A Monolithic structure definitely gives you protection, no questions about that. And we also argued that it's performant because of the fact that border crossings are minimized and loss of locality is minimized. And, and sources of copying overhead are minimized. All of that add up to giving good performance for the Monolithic structure. On the other hand It's not easily extensible. Any change to the operating system would require rebuilding the monolithic structure with the changed characteristic of the system service. So, one size fits all is what you get with a monolithic structure. A DOS-like structure is performant because there is no separation between the application and the operating system and, therefore, an application can execute system services at the same speed as it would execute a procedure call that is part of that application itself. And it's also easily extensible because you can build new versions of system service. To cater to the needs of specific applications. But on the other hand, it fails on the safety attribute. Because there is no boundary separating the kernel from the user space. A micro-kernel based operating system also. Pays attention to protection because it makes sure that the applications and the servers are in distinct hardware address spaces separated from the microkernel itself and it is also easily extensible because you can have different servers that provide the same service. But differently to cater to the needs of the application but it may have performance flaws because of the need for so many border crossing that might be needed to go between applications and the server processes. Having said that I want to give a note of caution, on the surface it may appear That the microkernel based approach may not be performant because of the potential for frequent border crossings. I'll have a surprise for you on this aspect when we discuss the L3 microkernel later on in this course module where it is shown that a microkernel. Can be made performant by careful implementation, that's the key. I'll leave you with that thought, but we'll come back to a micro kernal base design using L3 later on.

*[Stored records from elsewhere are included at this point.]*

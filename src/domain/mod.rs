// Domain layer: quote model and the ports the store talks through.

pub mod model;
pub mod ports;
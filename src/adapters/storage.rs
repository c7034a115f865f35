use crate::domain::ports::KeyValueStore;
use crate::utils::error::{QuoteError, Result};
use std::collections::HashMap;
use std::io::ErrorKind;
use std::path::{Path, PathBuf};
use std::sync::Arc;
use tokio::sync::Mutex;

/// File-backed store: one file per key under `base_path`.
#[derive(Debug, Clone)]
pub struct LocalStorage {
    base_path: String,
}

impl LocalStorage {
    pub fn new(base_path: String) -> Self {
        Self { base_path }
    }

    fn key_path(&self, key: &str) -> Result<PathBuf> {
        if key.is_empty() || key.contains(['/', '\\', '\0']) || key.contains("..") {
            return Err(QuoteError::InvalidConfigValueError {
                field: "storage.key".to_string(),
                value: key.to_string(),
                reason: "Key must be a plain file name".to_string(),
            });
        }
        Ok(Path::new(&self.base_path).join(key))
    }
}

impl KeyValueStore for LocalStorage {
    async fn get(&self, key: &str) -> Result<Option<String>> {
        let full_path = self.key_path(key)?;
        match tokio::fs::read_to_string(&full_path).await {
            Ok(value) => Ok(Some(value)),
            Err(e) if e.kind() == ErrorKind::NotFound => Ok(None),
            Err(e) => Err(e.into()),
        }
    }

    async fn set(&self, key: &str, value: &str) -> Result<()> {
        let full_path = self.key_path(key)?;

        if let Some(parent) = full_path.parent() {
            tokio::fs::create_dir_all(parent).await?;
        }

        // 先寫暫存檔再 rename，避免中途中斷留下半個檔案
        let tmp_path = full_path.with_extension("tmp");
        tokio::fs::write(&tmp_path, value.as_bytes()).await?;
        tokio::fs::rename(&tmp_path, &full_path).await?;

        tracing::debug!("Persisted '{}' ({} bytes)", key, value.len());
        Ok(())
    }
}

/// In-memory store, cloneable so tests can inspect what the store persisted.
#[derive(Debug, Clone, Default)]
pub struct MemoryStorage {
    entries: Arc<Mutex<HashMap<String, String>>>,
}

impl MemoryStorage {
    pub fn new() -> Self {
        Self::default()
    }

    pub fn with_entries<I, K, V>(entries: I) -> Self
    where
        I: IntoIterator<Item = (K, V)>,
        K: Into<String>,
        V: Into<String>,
    {
        let map = entries
            .into_iter()
            .map(|(k, v)| (k.into(), v.into()))
            .collect();
        Self {
            entries: Arc::new(Mutex::new(map)),
        }
    }
}

impl KeyValueStore for MemoryStorage {
    async fn get(&self, key: &str) -> Result<Option<String>> {
        let entries = self.entries.lock().await;
        Ok(entries.get(key).cloned())
    }

    async fn set(&self, key: &str, value: &str) -> Result<()> {
        let mut entries = self.entries.lock().await;
        entries.insert(key.to_string(), value.to_string());
        Ok(())
    }
}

Here's another way to visualize the relationship between these different attributes that I mentioned of performance, extensibility and protection or safety. A DOS-like structure that does not pay attention to safety or protection, needs the two attributes of performance and extensibility. A micro kernel based approach achieves protection and extensibility, but may have issues with respect to performance. A monolithic structure may yield good performance, has protection. But, it is not easily extensible. Now what do we want? Of course we want all three of these characteristics in an operating system structure. But can we have all of these three characteristics in an operating system? In other words, what we would like the operating system structure to be such. That, we get to this, center of the triangle that caters to all three attributes. Performance, Extensibility, and Protection. And the research ideas that we will study in this course module. Is, looking at ways to get to the center of the triangle so that all three attributes can be present in the structure of the operating system. We will resume the course module with research approaches that have been proposed than that we will cover in this course module that help us get to the middle of the triangle.